Despite a huge controversy about compulsory licensing of medecines (since december 2006)… The Health Minister seems willing to continue on this dangerous path.
I know that the issue is sensitive. And I know also that it seems ethically difficult to be against such policy (who would like to let a child dying of AIDS, because his parents can’t afford a proper treatment ?)…
However, and as usual, we need to see the broader picture, and put aside the easy moral clichés.
First, Thailand used a very specific clause of WTO, to advocate compulsory licensing. Fair enough.
Under World Trade Organization rules, a government is allowed to declare a “national emergency” and license the production or sale of a patented drug without the permission of the foreign patent owner.
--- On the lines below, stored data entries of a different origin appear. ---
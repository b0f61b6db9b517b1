#![forbid(unsafe_code)]

//! Channel factory over the host's scoped contexts.

use contextize_core::{Context, Element, Scope};

/// A subtree-scoped broadcast slot holding a `T`.
///
/// [`publish`](Self::publish) mounts a value for a subtree;
/// [`read`](Self::read) returns the nearest enclosing published value, or the
/// default when nothing is mounted. Reading without a publisher is not an
/// error.
#[derive(Clone, Debug)]
pub struct Channel<T> {
    context: Context<T>,
}

impl<T: Clone + PartialEq + 'static> Channel<T> {
    /// Create a channel with a default value.
    #[must_use]
    pub fn new(default: T) -> Self {
        Self {
            context: Context::new(default),
        }
    }

    /// Mount `value` for `children` and their descendants.
    #[must_use]
    pub fn publish(&self, value: T, children: impl Into<Element>) -> Element {
        self.context.provide(value, children)
    }

    /// Nearest enclosing published value, or the default.
    pub fn read(&self, cx: &mut Scope<'_>) -> T {
        cx.use_context(&self.context)
    }

    /// Value read when nothing is published.
    #[must_use]
    pub fn default_value(&self) -> &T {
        self.context.default_value()
    }

    /// Underlying host context.
    #[must_use]
    pub fn context(&self) -> &Context<T> {
        &self.context
    }
}
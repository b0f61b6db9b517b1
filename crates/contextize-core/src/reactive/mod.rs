#![forbid(unsafe_code)]

//! Reactive cells backing hook state and context slots.
//!
//! [`Observable`] is a versioned `Rc<RefCell<..>>` cell. Writers call
//! `set`/`update`; listeners registered through `subscribe` hold a
//! [`Subscription`] and stop hearing about writes once it is dropped.
//!
//! The runtime keeps one cell per `use_state` hook, whose listener marks the
//! owning instance dirty, and one per mounted provider, whose version lets a
//! reader tell whether the value it saw last pass is still current.
//!
//! # Invariants
//!
//! 1. The version moves only when a write changes the value.
//! 2. Listeners fire in the order they subscribed.
//! 3. A dropped subscription is never called again.

pub mod observable;

pub use observable::{Observable, Subscription};
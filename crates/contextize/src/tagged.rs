#![forbid(unsafe_code)]

//! Tagged distribution: one producer, many lazily created per-tag channels.
//!
//! [`tagged`] wraps a producer of a [`TaggedValue`] and owns:
//!
//! - one root channel carrying the full value,
//! - a registry of per-tag entries, created the first time a tag is named,
//!   each holding a channel for that tag's narrowed payload and, once asked
//!   for, a guard component.
//!
//! # Addressing
//!
//! Members are resolved by name through [`Tagged::lookup`]:
//!
//! | name                | member                                   |
//! |---------------------|------------------------------------------|
//! | `Provider`          | the provider                             |
//! | `use`               | reader of the full value                 |
//! | `Switch`            | multi-tag conditional render             |
//! | `use<Tag>`          | reader of `<tag>`'s narrowed payload     |
//! | anything else       | guard for the lower-cased name           |
//!
//! Labels are compared case-insensitively by lower-casing; the public name
//! of a label upper-cases its first character (`dark` → `Dark`, `useDark`).
//!
//! # Invariants
//!
//! 1. The registry only grows, and a label maps to the same channel and guard
//!    for the lifetime of the `Tagged` handle and its clones.
//! 2. A tag channel carries `Some(rest)` only inside that tag's guard while
//!    the guard's tag is active. Everywhere else it reads `None`.
//! 3. Switching the active tag unmounts the old guard's publish in the same
//!    pass that mounts the new one, so no stale narrowed payload is visible.
//! 4. Unknown labels are never an error: their guard renders nothing and their
//!    reader yields `None`.

use std::borrow::Cow;
use std::cell::RefCell;
use std::fmt;
use std::rc::Rc;
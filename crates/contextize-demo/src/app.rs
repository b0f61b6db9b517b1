#![forbid(unsafe_code)]

//! Light/dark mode demo app.
//!
//! ```text
//! [Say hello]
//! DebugProvider(store)
//! └── ModeProvider(initial)
//!     ├── Display          "light" | "dark"
//!     ├── SwitchButton     "Switch [light]"
//!     ├── Dark  guard      "Dark Mode!"
//!     ├── Light guard      "Light Mode!"
//!     └── ReloadButton     refresh the debug snapshot from the store
//! ```
//!
//! The controller mirrors its mode through the debug layer under
//! [`MODE_KEY`], so the store always holds the last rendered mode.

use std::borrow::Cow;
use std::fmt;

use contextize::{DebugLayer, DebugProps, StoreHandle, Tagged, TaggedValue, use_debugged};
use contextize_core::{Callback, Component, Element, Setter};
use serde::{Deserialize, Serialize};
use serde_json::Value;
use tracing::{debug, warn};

use crate::error::Result;

/// Debug-layer key the controller mirrors its mode under.
pub const MODE_KEY: &str = "state";

/// Colour scheme.
#[derive(Clone, Copy, Debug, Default, PartialEq, Eq, Serialize, Deserialize)]
#[serde(rename_all = "lowercase")]
pub enum Mode {
    #[default]
    Light,
    Dark,
}

impl Mode {
    #[must_use]
    pub fn toggled(self) -> Self {
        match self {
            Self::Light => Self::Dark,
            Self::Dark => Self::Light,
        }
    }

    #[must_use]
    pub fn as_str(self) -> &'static str {
        match self {
            Self::Light => "light",
            Self::Dark => "dark",
        }
    }
}

impl fmt::Display for Mode {
    fn fmt(&self, f: &mut fmt::Formatter<'_>) -> fmt::Result {
        f.write_str(self.as_str())
    }
}

/// Value published by the mode provider.
#[derive(Clone, Debug, PartialEq)]
pub struct ModeState {
    pub mode: Mode,
    pub set_mode: Setter<Mode>,
}

impl TaggedValue for ModeState {
    type Rest = Setter<Mode>;

    fn tag(&self) -> Cow<'_, str> {
        Cow::Borrowed(self.mode.as_str())
    }

    fn rest(&self) -> Self::Rest {
        self.set_mode.clone()
    }
}

/// The mode persisted under [`MODE_KEY`] in a debug snapshot, if any.
pub fn stored_mode(store: &StoreHandle) -> Result<Option<Mode>> {
    let Some(Value::Object(snapshot)) = store.get()? else {
        return Ok(None);
    };
    match snapshot.get(MODE_KEY) {
        None | Some(Value::Null) => Ok(None),
        Some(value) => Ok(Some(serde_json::from_value(value.clone())?)),
    }
}

/// Component handles of the demo tree.
#[derive(Clone, Debug)]
pub struct App {
    debug: DebugLayer,
    mode: Tagged<ModeState, Mode>,
    display: Component<()>,
    switch_button: Component<()>,
    reload_button: Component<()>,
}

impl Default for App {
    fn default() -> Self {
        Self::new()
    }
}

impl App {
    #[must_use]
    pub fn new() -> Self {
        let debug = DebugLayer::new();

        let layer = debug.clone();
        let mode = Tagged::named("ModeProvider", move |cx, initial: &Mode| {
            let initial = *initial;
            let (live, set_mode) = cx.use_state(move || initial);
            let mode = use_debugged(cx, &layer, live, MODE_KEY);
            // A recorded mode (restored or reloaded) becomes the live one, so
            // the next toggle starts from what is on screen.
            let sync = set_mode.clone();
            cx.use_effect(mode, move || sync.set(mode));
            debug!(mode = mode.as_str(), "demo.controller");
            ModeState { mode, set_mode }
        });

        let reader = mode.clone();
        let display = Component::new("Display", move |cx, _: &()| {
            let tag = reader.use_value(cx).map(|s| s.mode.as_str()).unwrap_or_default();
            Element::host("p", [Element::text(tag)])
        });

        let reader = mode.clone();
        let switch_button = Component::new("SwitchButton", move |cx, _: &()| {
            let state = reader.use_value(cx);
            let current = state.as_ref().map(|s| s.mode);
            let setter = state.map(|s| s.set_mode);
            let on_click = cx.use_callback((current, setter.clone()), move || {
                if let (Some(mode), Some(setter)) = (current, &setter) {
                    setter.set(mode.toggled());
                }
            });
            let label = current.map(Mode::as_str).unwrap_or_default();
            Element::button(format!("Switch [{label}]"), on_click)
        });

        let layer = debug.clone();
        let reload_button = Component::new("ReloadButton", move |cx, _: &()| {
            let ctx = layer.use_value(cx);
            let on_click = cx.use_callback(ctx.clone(), move || {
                if let Err(err) = ctx.refresh() {
                    warn!(error = %err, "demo.reload_failed");
                }
            });
            Element::button("Reload", on_click)
        });

        Self {
            debug,
            mode,
            display,
            switch_button,
            reload_button,
        }
    }

    /// The full demo tree over `store`, starting in `initial` mode.
    #[must_use]
    pub fn element(&self, store: StoreHandle, initial: Mode) -> Element {
        let hello = Callback::new(|| debug!("demo.hello"));
        Element::fragment([
            Element::button("Say hello", hello),
            self.debug.provider(
                DebugProps::new(store),
                self.mode.provider(
                    initial,
                    Element::fragment([
                        self.display.element(()),
                        self.switch_button.element(()),
                        self.mode
                            .resolve_guard("Dark")
                            .wrap(Element::host("p", [Element::text("Dark Mode!")])),
                        self.mode
                            .resolve_guard("Light")
                            .wrap(Element::host("p", [Element::text("Light Mode!")])),
                        self.reload_button.element(()),
                    ]),
                ),
            ),
        ])
    }

    #[must_use]
    pub fn debug_layer(&self) -> &DebugLayer {
        &self.debug
    }

    #[must_use]
    pub fn mode(&self) -> &Tagged<ModeState, Mode> {
        &self.mode
    }
}
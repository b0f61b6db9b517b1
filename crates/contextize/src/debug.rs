#![forbid(unsafe_code)]

//! Debug/persistence layer.
//!
//! A [`DebugLayer`] is a contextized producer whose value is a [`DebugCtx`]:
//! a string-keyed snapshot of mirrored values plus handles to write through
//! to a durable [`Store`](crate::storage::Store).
//!
//! # Design
//!
//! The in-memory snapshot is the read source during a pass; the store is only
//! read by [`DebugCtx::set`] (read-merge-write) and [`DebugCtx::refresh`].
//! A freshly mounted layer starts empty, so values persisted by an earlier
//! session only become visible after `refresh`.
//!
//! The layer is an explicitly constructed value. Each [`DebugLayer::new`]
//! mints its own channel, so tests never share a snapshot.
//!
//! # Failure Modes
//!
//! - Store errors propagate from `set` and `refresh` unhandled.
//! - [`use_debugged`] cannot propagate out of a post-render effect; it logs the
//!   error with `warn!` and keeps rendering the live value.
//! - Outside any provider the context is empty: `get` yields `Value::Null`,
//!   `set` and `refresh` do nothing.

use std::fmt;

use contextize_core::{Element, Scope, Setter};
use serde::Serialize;
use serde::de::DeserializeOwned;
use serde_json::{Map, Value};
use tracing::{debug, warn};

use crate::context::Contextized;
use crate::error::{Result, StorageError};
use crate::storage::StoreHandle;

/// Snapshot type held by the debug layer.
pub type Snapshot = Map<String, Value>;

#[derive(Clone, Debug, PartialEq)]
struct DebugInner {
    state: Snapshot,
    set_state: Setter<Snapshot>,
    store: StoreHandle,
}

/// Value published by a [`DebugLayer`].
#[derive(Clone, Debug, Default, PartialEq)]
pub struct DebugCtx {
    inner: Option<DebugInner>,
}

impl DebugCtx {
    /// The context seen outside any provider.
    #[must_use]
    pub fn empty() -> Self {
        Self::default()
    }

    /// Whether this context is backed by a mounted provider.
    #[must_use]
    pub fn is_mounted(&self) -> bool {
        self.inner.is_some()
    }

    /// The value recorded under `key`, else `fallback`.
    ///
    /// The empty context always yields `Value::Null`.
    #[must_use]
    pub fn get(&self, key: &str, fallback: Value) -> Value {
        match &self.inner {
            Some(inner) => inner.state.get(key).cloned().unwrap_or(fallback),
            None => Value::Null,
        }
    }

    /// Record `value` under `key`: merge it into the store's current snapshot,
    /// write the store, then merge it into the in-memory snapshot.
    ///
    /// The in-memory merge is a queued functional update, so several sets to
    /// different keys before the next pass all survive.
    pub fn set(&self, key: &str, value: Value) -> Result<()> {
        let Some(inner) = &self.inner else {
            return Ok(());
        };
        let mut current = stored_snapshot(&inner.store, key)?;
        current.insert(key.to_string(), value.clone());
        debug!(key, entries = current.len(), "debug.set");
        inner.store.set(&Value::Object(current))?;

        let key = key.to_string();
        inner.set_state.update(move |state| {
            let mut next = state.clone();
            next.insert(key, value);
            next
        });
        Ok(())
    }

    /// Replace the in-memory snapshot with the store's content. A store with
    /// nothing in it yields an empty snapshot.
    pub fn refresh(&self) -> Result<()> {
        let Some(inner) = &self.inner else {
            return Ok(());
        };
        let next = stored_snapshot(&inner.store, "")?;
        debug!(entries = next.len(), "debug.refresh");
        inner.set_state.set(next);
        Ok(())
    }

    /// The in-memory snapshot as of the current pass.
    #[must_use]
    pub fn snapshot(&self) -> Snapshot {
        self.inner
            .as_ref()
            .map(|inner| inner.state.clone())
            .unwrap_or_default()
    }

    /// The store this context writes to.
    #[must_use]
    pub fn store(&self) -> Option<&StoreHandle> {
        self.inner.as_ref().map(|inner| &inner.store)
    }
}

fn stored_snapshot(store: &StoreHandle, key: &str) -> Result<Snapshot> {
    match store.get()? {
        None => Ok(Snapshot::new()),
        Some(Value::Object(map)) => Ok(map),
        Some(other) => Err(StorageError::NotAnObject {
            key: key.to_string(),
            found: kind_of(&other),
        }),
    }
}

fn kind_of(value: &Value) -> &'static str {
    match value {
        Value::Null => "null",
        Value::Bool(_) => "a boolean",
        Value::Number(_) => "a number",
        Value::String(_) => "a string",
        Value::Array(_) => "an array",
        Value::Object(_) => "an object",
    }
}

/// Props of the debug provider.
#[derive(Clone, Debug, PartialEq)]
pub struct DebugProps {
    /// Durable store mirrored values are written to.
    pub store: StoreHandle,
}

impl DebugProps {
    /// Props over `store`.
    #[must_use]
    pub fn new(store: StoreHandle) -> Self {
        Self { store }
    }
}

fn use_debug_ctl(cx: &mut Scope<'_>, props: &DebugProps) -> DebugCtx {
    let (state, set_state) = cx.use_state(Snapshot::new);
    DebugCtx {
        inner: Some(DebugInner {
            state,
            set_state,
            store: props.store.clone(),
        }),
    }
}

/// A debug provider plus its reader.
#[derive(Clone)]
pub struct DebugLayer {
    ctx: Contextized<DebugCtx, DebugProps>,
}

impl fmt::Debug for DebugLayer {
    fn fmt(&self, f: &mut fmt::Formatter<'_>) -> fmt::Result {
        f.debug_tuple("DebugLayer").field(&self.ctx).finish()
    }
}

impl Default for DebugLayer {
    fn default() -> Self {
        Self::new()
    }
}

impl DebugLayer {
    /// A fresh layer with its own channel.
    #[must_use]
    pub fn new() -> Self {
        Self {
            ctx: Contextized::named("DebugProvider", use_debug_ctl, DebugCtx::empty()),
        }
    }

    /// Mount the debug provider over `children`.
    #[must_use]
    pub fn provider(&self, props: DebugProps, children: impl Into<Element>) -> Element {
        self.ctx.provider(props, children)
    }

    /// The nearest debug context, or the empty one.
    pub fn use_value(&self, cx: &mut Scope<'_>) -> DebugCtx {
        self.ctx.use_value(cx)
    }
}

/// Mirror `value` into `layer` under `key` and return the layer's view of it.
///
/// The write happens in a post-render effect whenever the encoded value, the
/// key or the store changes. The returned value is the one recorded in the
/// snapshot (which, after a `refresh`, may be a persisted value overriding the
/// live one), or `value` itself when nothing usable is recorded.
pub fn use_debugged<T>(cx: &mut Scope<'_>, layer: &DebugLayer, value: T, key: &str) -> T
where
    T: Serialize + DeserializeOwned + 'static,
{
    let ctx = layer.use_value(cx);
    let encoded = match serde_json::to_value(&value) {
        Ok(encoded) => Some(encoded),
        Err(err) => {
            warn!(key, error = %err, "debug.encode_failed");
            None
        }
    };

    let writer = ctx.clone();
    let effect_key = key.to_string();
    let effect_value = encoded.clone();
    cx.use_effect(
        (encoded.clone(), key.to_string(), ctx.store().cloned()),
        move || {
            let Some(value) = effect_value else {
                return;
            };
            if let Err(err) = writer.set(&effect_key, value) {
                warn!(key = %effect_key, error = %err, "debug.mirror_failed");
            }
        },
    );

    let Some(encoded) = encoded else {
        return value;
    };
    match ctx.get(key, encoded) {
        Value::Null => value,
        recorded => match serde_json::from_value(recorded) {
            Ok(recorded) => recorded,
            Err(err) => {
                warn!(key, error = %err, "debug.decode_failed");
                value
            }
        },
    }
}

/// Wrap `hook` so its result is mirrored through `layer` under `key`.
pub fn debugged<A, T>(
    layer: &DebugLayer,
    key: impl Into<String>,
    hook: impl Fn(&mut Scope<'_>, A) -> T + 'static,
) -> impl Fn(&mut Scope<'_>, A) -> T + 'static
where
    A: 'static,
    T: Serialize + DeserializeOwned + 'static,
{
    let layer = layer.clone();
    let key: String = key.into();
    move |cx: &mut Scope<'_>, args: A| {
        let value = hook(cx, args);
        use_debugged(cx, &layer, value, &key)
    }
}
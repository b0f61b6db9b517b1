use std::io::{self, Write};
use std::path::PathBuf;

use clap::Parser;
use contextize::{FileStorage, MemoryStorage, Storage, StoreHandle, keyed_store};
use contextize_core::Runtime;
use tracing::info;
use tracing_subscriber::EnvFilter;

use crate::app::{App, stored_mode};
use crate::error::{DemoError, Result};

#[derive(Debug, Parser)]
#[command(
    name = "contextize-demo",
    about = "Light/dark mode demo for tagged contexts with a persisted debug layer",
    version
)]
pub struct Cli {
    /// JSON document holding the debug snapshot. Kept in memory when omitted.
    #[arg(long, value_name = "PATH")]
    pub store: Option<PathBuf>,

    /// Storage key the debug snapshot lives under.
    #[arg(long, default_value = "state")]
    pub key: String,

    /// Number of presses on the switch button.
    #[arg(long, default_value_t = 1)]
    pub toggles: usize,

    /// Clear the stored snapshot before mounting.
    #[arg(long)]
    pub reset: bool,

    /// Emit logs as JSON lines on stderr.
    #[arg(long)]
    pub log_json: bool,
}

pub fn run_from_env() -> Result<()> {
    let cli = Cli::parse();
    init_tracing(cli.log_json);
    run(cli, &mut io::stdout().lock())
}

fn init_tracing(json: bool) {
    let filter = EnvFilter::try_from_default_env().unwrap_or_else(|_| EnvFilter::new("warn"));
    let builder = tracing_subscriber::fmt()
        .with_env_filter(filter)
        .with_writer(io::stderr);
    let _ = if json {
        builder.json().try_init()
    } else {
        builder.try_init()
    };
}

fn open_store<S: Storage + 'static>(storage: S, cli: &Cli) -> Result<StoreHandle> {
    if cli.key.is_empty() {
        return Err(DemoError::invalid("--key must not be empty"));
    }
    if cli.reset {
        storage.remove_item(&cli.key)?;
        info!(key = %cli.key, "demo.reset");
    }
    Ok(StoreHandle::new(keyed_store(cli.key.clone(), storage)))
}

pub fn run(cli: Cli, out: &mut impl Write) -> Result<()> {
    let store = match &cli.store {
        Some(path) => open_store(FileStorage::new(path), &cli)?,
        None => open_store(MemoryStorage::new(), &cli)?,
    };
    let initial = stored_mode(&store)?.unwrap_or_default();
    info!(mode = initial.as_str(), toggles = cli.toggles, "demo.start");

    let app = App::new();
    let mut runtime = Runtime::mount(app.element(store, initial))?;
    writeln!(out, "# initial ({initial})")?;
    write!(out, "{}", runtime.frame())?;

    for n in 1..=cli.toggles {
        runtime.click("Switch")?;
        writeln!(out, "# toggle {n}")?;
        write!(out, "{}", runtime.frame())?;
    }
    out.flush()?;
    Ok(())
}
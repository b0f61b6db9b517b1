#![forbid(unsafe_code)]

//! Per-invocation hook access.
//!
//! A [`Scope`] is handed to every component body. Hooks are identified by
//! call order, so a component must call the same hooks in the same order on
//! every invocation. If the order changes, the state from the first
//! mismatching hook onwards is discarded and re-initialized.

use std::any::Any;
use std::fmt;
use std::rc::{Rc, Weak};

use tracing::warn;

use crate::context::Context;
use crate::element::Callback;
use crate::reactive::{Observable, Subscription};
use crate::runtime::{ContextRead, Published, Seg, Shared};

pub(crate) type PendingEffect = Box<dyn FnOnce()>;

/// Hook access for one component invocation.
pub struct Scope<'a> {
    pub(crate) path: &'a [Seg],
    pub(crate) hooks: &'a mut Vec<Box<dyn Any>>,
    pub(crate) cursor: usize,
    pub(crate) published: &'a [Published],
    pub(crate) reads: &'a mut Vec<ContextRead>,
    pub(crate) effects: &'a mut Vec<PendingEffect>,
    pub(crate) shared: &'a Rc<Shared>,
}

impl fmt::Debug for Scope<'_> {
    fn fmt(&self, f: &mut fmt::Formatter<'_>) -> fmt::Result {
        f.debug_struct("Scope")
            .field("depth", &self.path.len())
            .field("hooks", &self.hooks.len())
            .field("cursor", &self.cursor)
            .finish()
    }
}

/// Deferred writer for a [`Scope::use_state`] cell.
///
/// Writes are queued and applied by [`Runtime::settle`](crate::Runtime::settle)
/// in call order, one render pass per effective change. Writes issued after
/// the runtime is dropped are ignored.
pub struct Setter<T> {
    cell: Observable<T>,
    shared: Weak<Shared>,
}

impl<T> Clone for Setter<T> {
    fn clone(&self) -> Self {
        Self {
            cell: self.cell.clone(),
            shared: Weak::clone(&self.shared),
        }
    }
}

impl<T: Clone + PartialEq + 'static> PartialEq for Setter<T> {
    fn eq(&self, other: &Self) -> bool {
        self.cell.ptr_eq(&other.cell)
    }
}

impl<T> fmt::Debug for Setter<T> {
    fn fmt(&self, f: &mut fmt::Formatter<'_>) -> fmt::Result {
        f.debug_struct("Setter").finish_non_exhaustive()
    }
}

impl<T: Clone + PartialEq + 'static> Setter<T> {
    /// Queue a replacement value.
    pub fn set(&self, value: T) {
        let cell = self.cell.clone();
        self.enqueue(move || cell.set(value));
    }

    /// Queue a functional update, evaluated against the value current at the
    /// time it is applied.
    pub fn update(&self, f: impl FnOnce(&T) -> T + 'static) {
        let cell = self.cell.clone();
        self.enqueue(move || {
            let next = cell.with(f);
            cell.set(next);
        });
    }

    fn enqueue(&self, update: impl FnOnce() + 'static) {
        if let Some(shared) = self.shared.upgrade() {
            shared.enqueue(Box::new(update));
        }
    }
}

struct StateHook<T> {
    cell: Observable<T>,
    setter: Setter<T>,
    _subscription: Subscription,
}

struct MemoHook<D, T> {
    memo: Option<(D, T)>,
}

struct EffectHook<D> {
    deps: Option<D>,
}

impl<'a> Scope<'a> {
    fn slot<H: Any>(&mut self, init: impl FnOnce(&Rc<Shared>, &[Seg]) -> H) -> &mut H {
        let index = self.cursor;
        self.cursor += 1;
        let reuse = self.hooks.get(index).is_some_and(|hook| hook.is::<H>());
        if !reuse {
            if index < self.hooks.len() {
                warn!(index, depth = self.path.len(), "hook order changed, resetting hook state");
                self.hooks.truncate(index);
            }
            let hook = init(self.shared, self.path);
            self.hooks.push(Box::new(hook));
        }
        self.hooks[index]
            .downcast_mut::<H>()
            .expect("hook slot type checked above")
    }

    /// Read the nearest enclosing value published for `context`, or its
    /// default when none is mounted.
    ///
    /// The read is recorded: the component is re-invoked in a later pass if
    /// the provider it resolved to changes value or disappears.
    pub fn use_context<T: Clone + PartialEq + 'static>(&mut self, context: &Context<T>) -> T {
        let id = context.id();
        let nearest = self.published.iter().rev().find(|p| p.context == id);
        match nearest {
            Some(published) => {
                self.reads.push(ContextRead {
                    context: id,
                    slot: Some(published.slot),
                    version: published.version,
                });
                published
                    .value
                    .downcast_ref::<T>()
                    .cloned()
                    .unwrap_or_else(|| context.default_value().clone())
            }
            None => {
                self.reads.push(ContextRead {
                    context: id,
                    slot: None,
                    version: 0,
                });
                context.default_value().clone()
            }
        }
    }

    /// A state cell local to this component instance.
    ///
    /// `init` runs on first mount only. Writing an equal value through the
    /// setter does not re-render.
    pub fn use_state<T: Clone + PartialEq + 'static>(
        &mut self,
        init: impl FnOnce() -> T,
    ) -> (T, Setter<T>) {
        let hook = self.slot(|shared, path| {
            let cell = Observable::new(init());
            let weak = Rc::downgrade(shared);
            let owner = path.to_vec();
            let subscription = cell.subscribe(move |_| {
                if let Some(shared) = weak.upgrade() {
                    shared.mark_dirty(owner.clone());
                }
            });
            StateHook {
                setter: Setter {
                    cell: cell.clone(),
                    shared: Rc::downgrade(shared),
                },
                cell,
                _subscription: subscription,
            }
        });
        (hook.cell.get(), hook.setter.clone())
    }

    /// Recompute `compute` only when `deps` differs from the previous call.
    pub fn use_memo<D: PartialEq + 'static, T: Clone + 'static>(
        &mut self,
        deps: D,
        compute: impl FnOnce(&D) -> T,
    ) -> T {
        let hook = self.slot(|_, _| MemoHook::<D, T> { memo: None });
        if let Some((prev, value)) = &hook.memo
            && *prev == deps
        {
            return value.clone();
        }
        let value = compute(&deps);
        hook.memo = Some((deps, value.clone()));
        value
    }

    /// A callback whose identity only changes when `deps` does.
    pub fn use_callback<D: PartialEq + 'static>(
        &mut self,
        deps: D,
        f: impl Fn() + 'static,
    ) -> Callback {
        self.use_memo(deps, move |_| Callback::new(f))
    }

    /// Run `effect` after the current pass commits, on first mount and
    /// whenever `deps` changes.
    ///
    /// Effects run in render order. State writes they queue are applied by
    /// the same [`Runtime::settle`](crate::Runtime::settle) call.
    pub fn use_effect<D: PartialEq + 'static>(&mut self, deps: D, effect: impl FnOnce() + 'static) {
        let hook = self.slot(|_, _| EffectHook::<D> { deps: None });
        if hook.deps.as_ref() == Some(&deps) {
            return;
        }
        hook.deps = Some(deps);
        self.effects.push(Box::new(effect));
    }

    /// Depth of this instance in the element tree.
    #[must_use]
    pub fn depth(&self) -> usize {
        self.path.len()
    }
}
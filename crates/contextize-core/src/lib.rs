#![forbid(unsafe_code)]

//! Core: a minimal reactive view-tree host.
//!
//! Provides what the context libraries built on top need from a view runtime:
//!
//! - [`Element`] / [`Component`]: immutable view descriptions and reusable
//!   view functions.
//! - [`Context`]: subtree-scoped broadcast slots with a default value.
//! - [`Scope`]: hooks (`use_state`, `use_memo`, `use_callback`,
//!   `use_effect`, `use_context`) available inside component bodies.
//! - [`Runtime`]: render passes, update queue and the committed [`Frame`].
//!
//! # Example
//!
//! ```
//! use contextize_core::{Callback, Component, Element, Runtime};
//!
//! let toggle = Component::new("Toggle", |cx, _: &()| {
//!     let (on, set_on) = cx.use_state(|| false);
//!     let flip = Callback::new(move || set_on.update(|on| !on));
//!     Element::fragment([
//!         Element::host("p", [Element::text(if on { "on" } else { "off" })]),
//!         Element::button("flip", flip),
//!     ])
//! });
//!
//! let mut runtime = Runtime::mount(toggle.element(())).unwrap();
//! assert!(runtime.frame().has_line("off"));
//! runtime.click("flip").unwrap();
//! assert!(runtime.frame().has_line("on"));
//! ```

pub mod context;
pub mod element;
pub mod error;
pub mod frame;
pub mod reactive;
pub mod runtime;
pub mod scope;

pub use context::{Context, ContextId};
pub use element::{Callback, Component, ComponentId, Element};
pub use error::{HostError, Result};
pub use frame::{Frame, HostNode, Node};
pub use runtime::{RenderStats, Runtime, RuntimeConfig};
pub use scope::{Scope, Setter};
#![deny(missing_docs)]
#![doc = "Text configuration layer of the Morph registration engine: the \
energy-term name registry, ordered parameter lists, and the naming and \
configuration contract every polymorphic component implements."]

pub mod energy;
pub mod errors;
pub mod object;
pub mod params;
pub mod text;

pub use energy::{EnergyGroup, EnergyKind};
pub use errors::{ParseValueError, UnknownEnergyName};
pub use object::{Configurable, Named};
pub use params::{ParameterEntry, ParameterList};
pub use text::{from_text, to_text, TextFormat};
But who can reasonably think that Plavix -a blockbuster anti-clotting- is a “national emergency” ? Plavix reduces the risk of coronary diseases, of people who smoke, drink alcohol and/or have bad eating habits…
Then, breaking the IP rights and denying drugs companies to recoup their investments and make profit (to give to shareholders yes, but also to finance new investments and the creation of new drugs) could lead to a very simple fact : they could stop selling their products in Thailand, which could lead to further step back as for public health.
And then, again we should point out the hypocrisy of the thai authorities. The Health Minister said a few month ago that the compulsory license of the first 3 drugs would save 1.8 billions THB. 50 millions USD.
Less than the price of new Boeing 737-800 that the Palace received in april. And much less than the 143 billions for the 2008 military budget (increase of 24%)…
So could we reformulate the problem : Is Thailand willing or not to spend 1.8 billions THB in order to offer proper medical treatments to its people ?
Obviously, the answer is no.
It’s more efficient (even from a political point of view) to attack the foreign drugs companies…
Anyway, the issue is complex.
The Health Minister said that the next target could be… drugs against cancer.
“We have to wait for the right time,” Mongkol said, responding to questions about when the ministry would enforce compulsory licenses for the cancer medicines.
However, he gave an assurance that he would do so before the government’s term ends. “
Why bother to stop there ? I mean, why not issuing compulsory licenses for all the drugs ? As you can see, such a path is rocky, and foreign investors are certainly going to follow this issue… Closely.